--- Exercise prompt ---
Set down the complete data exactly as it appears below.

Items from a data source
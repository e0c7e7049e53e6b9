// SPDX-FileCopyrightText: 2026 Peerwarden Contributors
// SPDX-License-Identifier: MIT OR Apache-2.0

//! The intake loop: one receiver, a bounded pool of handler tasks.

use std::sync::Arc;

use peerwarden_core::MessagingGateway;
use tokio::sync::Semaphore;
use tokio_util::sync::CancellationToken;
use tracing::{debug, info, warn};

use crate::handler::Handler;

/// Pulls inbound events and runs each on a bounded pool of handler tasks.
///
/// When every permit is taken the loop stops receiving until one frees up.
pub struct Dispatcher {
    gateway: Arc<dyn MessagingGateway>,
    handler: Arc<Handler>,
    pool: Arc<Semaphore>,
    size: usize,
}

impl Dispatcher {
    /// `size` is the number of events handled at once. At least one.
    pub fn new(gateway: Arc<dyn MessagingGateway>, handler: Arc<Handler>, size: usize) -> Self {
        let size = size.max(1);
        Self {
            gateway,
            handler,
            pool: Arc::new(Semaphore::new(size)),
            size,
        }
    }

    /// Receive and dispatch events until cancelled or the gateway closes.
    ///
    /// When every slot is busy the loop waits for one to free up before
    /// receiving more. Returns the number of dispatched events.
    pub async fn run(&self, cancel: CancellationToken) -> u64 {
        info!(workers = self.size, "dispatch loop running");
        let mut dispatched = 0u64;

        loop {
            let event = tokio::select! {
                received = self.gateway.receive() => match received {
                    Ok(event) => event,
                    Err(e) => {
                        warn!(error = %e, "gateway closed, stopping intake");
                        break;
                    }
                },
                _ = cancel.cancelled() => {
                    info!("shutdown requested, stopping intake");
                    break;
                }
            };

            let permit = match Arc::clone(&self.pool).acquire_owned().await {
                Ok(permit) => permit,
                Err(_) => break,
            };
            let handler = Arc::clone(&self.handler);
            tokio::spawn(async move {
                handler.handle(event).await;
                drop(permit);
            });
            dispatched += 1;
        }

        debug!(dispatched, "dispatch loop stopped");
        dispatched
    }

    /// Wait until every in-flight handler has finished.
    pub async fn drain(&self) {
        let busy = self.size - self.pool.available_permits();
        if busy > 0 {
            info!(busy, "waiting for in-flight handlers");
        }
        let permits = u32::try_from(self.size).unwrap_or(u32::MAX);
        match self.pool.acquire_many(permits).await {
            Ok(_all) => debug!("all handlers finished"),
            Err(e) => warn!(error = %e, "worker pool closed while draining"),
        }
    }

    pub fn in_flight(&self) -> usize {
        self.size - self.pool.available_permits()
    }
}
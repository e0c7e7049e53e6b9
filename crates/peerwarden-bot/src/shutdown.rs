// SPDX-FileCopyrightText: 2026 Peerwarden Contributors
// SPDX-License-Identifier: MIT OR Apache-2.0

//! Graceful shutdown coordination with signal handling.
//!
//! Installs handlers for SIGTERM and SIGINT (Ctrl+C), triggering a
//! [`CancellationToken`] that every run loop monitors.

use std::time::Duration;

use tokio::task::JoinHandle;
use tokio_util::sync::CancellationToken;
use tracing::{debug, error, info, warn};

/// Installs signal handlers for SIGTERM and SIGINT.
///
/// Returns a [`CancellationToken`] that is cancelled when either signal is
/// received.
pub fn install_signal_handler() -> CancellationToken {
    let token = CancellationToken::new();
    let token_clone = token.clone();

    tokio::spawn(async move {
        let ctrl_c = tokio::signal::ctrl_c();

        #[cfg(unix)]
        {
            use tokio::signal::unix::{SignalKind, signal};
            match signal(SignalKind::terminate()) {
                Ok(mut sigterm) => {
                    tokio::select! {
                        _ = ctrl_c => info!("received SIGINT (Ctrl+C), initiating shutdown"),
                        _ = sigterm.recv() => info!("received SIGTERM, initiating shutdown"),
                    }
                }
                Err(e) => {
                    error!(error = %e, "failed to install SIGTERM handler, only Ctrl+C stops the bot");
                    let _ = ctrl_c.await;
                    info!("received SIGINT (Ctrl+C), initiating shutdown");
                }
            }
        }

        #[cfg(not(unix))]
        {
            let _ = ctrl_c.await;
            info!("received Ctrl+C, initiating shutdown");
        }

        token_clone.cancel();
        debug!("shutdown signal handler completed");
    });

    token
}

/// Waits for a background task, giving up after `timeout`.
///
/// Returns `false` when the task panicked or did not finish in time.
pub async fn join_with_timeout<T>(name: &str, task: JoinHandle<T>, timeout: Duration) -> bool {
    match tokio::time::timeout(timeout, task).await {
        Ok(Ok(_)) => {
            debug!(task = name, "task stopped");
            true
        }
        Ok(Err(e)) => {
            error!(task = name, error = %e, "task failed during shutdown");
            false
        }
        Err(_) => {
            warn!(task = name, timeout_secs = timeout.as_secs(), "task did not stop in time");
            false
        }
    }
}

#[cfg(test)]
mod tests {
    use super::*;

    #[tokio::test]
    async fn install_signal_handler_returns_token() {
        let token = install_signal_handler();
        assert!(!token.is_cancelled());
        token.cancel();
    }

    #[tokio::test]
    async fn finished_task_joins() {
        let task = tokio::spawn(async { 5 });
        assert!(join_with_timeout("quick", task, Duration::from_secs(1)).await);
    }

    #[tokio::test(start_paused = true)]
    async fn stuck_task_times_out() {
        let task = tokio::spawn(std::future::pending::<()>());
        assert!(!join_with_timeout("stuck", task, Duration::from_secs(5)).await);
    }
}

--- Exercise response ---
repository e0c7e7049e53e6b9
// SPDX-FileCopyrightText: 2026 Peerwarden Contributors
// SPDX-License-Identifier: MIT OR Apache-2.0

//! The intake loop: one receiver, a bounded pool of handler tasks.

use std::sync::Arc;

use peerwarden_core::MessagingGateway;
use tokio::sync::Semaphore;
use tokio_util::sync::CancellationToken;
use tracing::{debug, info, warn};

use crate::handler::Handler;

/// Pulls inbound events and runs each on a bounded pool of handler tasks.
///
/// When every permit is taken the loop stops receiving until one frees up.
pub struct Dispatcher {
    gateway: Arc<dyn MessagingGateway>,
    handler: Arc<Handler>,
    pool: Arc<Semaphore>,
    size: usize,
}

impl Dispatcher {
    /// `size` is the number of events handled at once. At least one.
    pub fn new(gateway: Arc<dyn MessagingGateway>, handler: Arc<Handler>, size: usize) -> Self {
        let size = size.max(1);
        Self {
            gateway,
            handler,
            pool: Arc::new(Semaphore::new(size)),
            size,
        }
    }

    /// Receive and dispatch events until cancelled or the gateway closes.
    ///
    /// When every slot is busy the loop waits for one to free up before
    /// receiving more. Returns the number of dispatched events.
    pub async fn run(&self, cancel: CancellationToken) -> u64 {
        info!(workers = self.size, "dispatch loop running");
        let mut dispatched = 0u64;

        loop {
            let event = tokio::select! {
                received = self.gateway.receive() => match received {
                    Ok(event) => event,
                    Err(e) => {
                        warn!(error = %e, "gateway closed, stopping intake");
                        break;
                    }
                },
                _ = cancel.cancelled() => {
                    info!("shutdown requested, stopping intake");
                    break;
                }
            };

            let permit = match Arc::clone(&self.pool).acquire_owned().await {
                Ok(permit) => permit,
                Err(_) => break,
            };
            let handler = Arc::clone(&self.handler);
            tokio::spawn(async move {
                handler.handle(event).await;
                drop(permit);
            });
            dispatched += 1;
        }

        debug!(dispatched, "dispatch loop stopped");
        dispatched
    }

    /// Wait until every in-flight handler has finished.
    pub async fn drain(&self) {
        let busy = self.size - self.pool.available_permits();
        if busy > 0 {
            info!(busy, "waiting for in-flight handlers");
        }
        let permits = u32::try_from(self.size).unwrap_or(u32::MAX);
        match self.pool.acquire_many(permits).await {
            Ok(_all) => debug!("all handlers finished"),
            Err(e) => warn!(error = %e, "worker pool closed while draining"),
        }
    }

    pub fn in_flight(&self) -> usize {
        self.size - self.pool.available_permits()
    }
}
repository e0c7e7049e53e6b9
filename crates/peerwarden-bot/src/shutdown.rs
// SPDX-FileCopyrightText: 2026 Peerwarden Contributors
// SPDX-License-Identifier: MIT OR Apache-2.0

//! Graceful shutdown coordination with signal handling.
//!
//! Installs handlers for SIGTERM and SIGINT (Ctrl+C), triggering a
//! [`CancellationToken`] that every run loop monitors.

use std::time::Duration;

use tokio::task::JoinHandle;
use tokio_util::sync::CancellationToken;
use tracing::{debug, error, info, warn};

/// Installs signal handlers for SIGTERM and SIGINT.
///
/// Returns a [`CancellationToken`] that is cancelled when either signal is
/// received.
pub fn install_signal_handler() -> CancellationToken {
    let token = CancellationToken::new();
    let token_clone = token.clone();

    tokio::spawn(async move {
        let ctrl_c = tokio::signal::ctrl_c();

        #[cfg(unix)]
        {
            use tokio::signal::unix::{SignalKind, signal};
            match signal(SignalKind::terminate()) {
                Ok(mut sigterm) => {
                    tokio::select! {
                        _ = ctrl_c => info!("received SIGINT (Ctrl+C), initiating shutdown"),
                        _ = sigterm.recv() => info!("received SIGTERM, initiating shutdown"),
                    }
                }
                Err(e) => {
                    error!(error = %e, "failed to install SIGTERM handler, only Ctrl+C stops the bot");
                    let _ = ctrl_c.await;
                    info!("received SIGINT (Ctrl+C), initiating shutdown");
                }
            }
        }

        #[cfg(not(unix))]
        {
            let _ = ctrl_c.await;
            info!("received Ctrl+C, initiating shutdown");
        }

        token_clone.cancel();
        debug!("shutdown signal handler completed");
    });

    token
}

/// Waits for a background task, giving up after `timeout`.
///
/// Returns `false` when the task panicked or did not finish in time.
pub async fn join_with_timeout<T>(name: &str, task: JoinHandle<T>, timeout: Duration) -> bool {
    match tokio::time::timeout(timeout, task).await {
        Ok(Ok(_)) => {
            debug!(task = name, "task stopped");
            true
        }
        Ok(Err(e)) => {
            error!(task = name, error = %e, "task failed during shutdown");
            false
        }
        Err(_) => {
            warn!(task = name, timeout_secs = timeout.as_secs(), "task did not stop in time");
            false
        }
    }
}

#[cfg(test)]
mod tests {
    use super::*;

    #[tokio::test]
    async fn install_signal_handler_returns_token() {
        let token = install_signal_handler();
        assert!(!token.is_cancelled());
        token.cancel();
    }

    #[tokio::test]
    async fn finished_task_joins() {
        let task = tokio::spawn(async { 5 });
        assert!(join_with_timeout("quick", task, Duration::from_secs(1)).await);
    }

    #[tokio::test(start_paused = true)]
    async fn stuck_task_times_out() {
        let task = tokio::spawn(std::future::pending::<()>());
        assert!(!join_with_timeout("stuck", task, Duration::from_secs(5)).await);
    }
}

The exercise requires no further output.